_Exercise prompt_. Exactly transcribe the line that holds "Result<(), RepositoryError>> + Send;" and every remaining line of the records, up to and including the final one, with nothing else.

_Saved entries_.
* * * * *

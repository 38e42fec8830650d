//! History repository trait definition.

use talkgate_types::error::RepositoryError;
use talkgate_types::history::Turn;
use uuid::Uuid;

/// Repository trait for the append-only dialogue log.
///
/// Reads are ordered by `created_at` ascending, ties broken by turn id.
pub trait HistoryRepository: Send + Sync {
    /// Append a turn.
    fn append(
        &self,
        turn: &Turn,
    ) -> impl std::future::Future<Output = Result<(), RepositoryError>> + Send;

    /// Every turn of a user across sessions, oldest first.
    fn list_for_user(
        &self,
        user_id: i64,
        limit: Option<i64>,
    ) -> impl std::future::Future<Output = Result<Vec<Turn>, RepositoryError>> + Send;

    /// Turns of a single session, oldest first.
    fn list_for_session(
        &self,
        session_id: &Uuid,
    ) -> impl std::future::Future<Output = Result<Vec<Turn>, RepositoryError>> + Send;
}
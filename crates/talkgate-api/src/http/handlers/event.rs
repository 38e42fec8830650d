//! Event injection handler.
//!
//! `POST /api/v1/events` takes an `InboundEvent` and returns the effects the
//! orchestrator produced, so the conversation core can be driven without
//! Telegram.

use std::time::Instant;

use axum::Json;
use axum::extract::State;
use uuid::Uuid;

use talkgate_types::event::{EventKind, InboundEvent, OutboundEffect};

use crate::http::error::AppError;
use crate::http::extractors::auth::Authenticated;
use crate::http::response::ApiResponse;
use crate::state::AppState;

/// POST /api/v1/events
pub async fn post_event(
    State(state): State<AppState>,
    _auth: Authenticated,
    Json(event): Json<InboundEvent>,
) -> Result<Json<ApiResponse<Vec<OutboundEffect>>>, AppError> {
    let start = Instant::now();
    let request_id = Uuid::now_v7().to_string();

    validate_event(&event)?;
    tracing::debug!(user_id = event.user_id, request_id = %request_id, "injected event");

    let effects = state.orchestrator.handle(event).await;

    let elapsed = start.elapsed().as_millis() as u64;
    Ok(Json(ApiResponse::success(effects, request_id, elapsed)))
}

fn validate_event(event: &InboundEvent) -> Result<(), AppError> {
    if event.user_id <= 0 {
        return Err(AppError::Validation(format!(
            "user_id must be positive, got {}",
            event.user_id
        )));
    }
    if let EventKind::Command { name, .. } = &event.kind {
        if name.is_empty() {
            return Err(AppError::Validation("command name is empty".to_string()));
        }
    }
    Ok(())
}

* * * * *

_Result of this task_.
    ) -> impl std::future::Future<Output = Result<(), RepositoryError>> + Send;

    /// Every turn of a user across sessions, oldest first.
    fn list_for_user(
        &self,
        user_id: i64,
        limit: Option<i64>,
    ) -> impl std::future::Future<Output = Result<Vec<Turn>, RepositoryError>> + Send;

    /// Turns of a single session, oldest first.
    fn list_for_session(
        &self,
        session_id: &Uuid,
    ) -> impl std::future::Future<Output = Result<Vec<Turn>, RepositoryError>> + Send;
}
filename crates/talkgate-api/src/http/handlers/event.rs
repository 38e42fec8830650d
//! Event injection handler.
//!
//! `POST /api/v1/events` takes an `InboundEvent` and returns the effects the
//! orchestrator produced, so the conversation core can be driven without
//! Telegram.

use std::time::Instant;

use axum::Json;
use axum::extract::State;
use uuid::Uuid;

use talkgate_types::event::{EventKind, InboundEvent, OutboundEffect};

use crate::http::error::AppError;
use crate::http::extractors::auth::Authenticated;
use crate::http::response::ApiResponse;
use crate::state::AppState;

/// POST /api/v1/events
pub async fn post_event(
    State(state): State<AppState>,
    _auth: Authenticated,
    Json(event): Json<InboundEvent>,
) -> Result<Json<ApiResponse<Vec<OutboundEffect>>>, AppError> {
    let start = Instant::now();
    let request_id = Uuid::now_v7().to_string();

    validate_event(&event)?;
    tracing::debug!(user_id = event.user_id, request_id = %request_id, "injected event");

    let effects = state.orchestrator.handle(event).await;

    let elapsed = start.elapsed().as_millis() as u64;
    Ok(Json(ApiResponse::success(effects, request_id, elapsed)))
}

fn validate_event(event: &InboundEvent) -> Result<(), AppError> {
    if event.user_id <= 0 {
        return Err(AppError::Validation(format!(
            "user_id must be positive, got {}",
            event.user_id
        )));
    }
    if let EventKind::Command { name, .. } = &event.kind {
        if name.is_empty() {
            return Err(AppError::Validation("command name is empty".to_string()));
        }
    }
    Ok(())
}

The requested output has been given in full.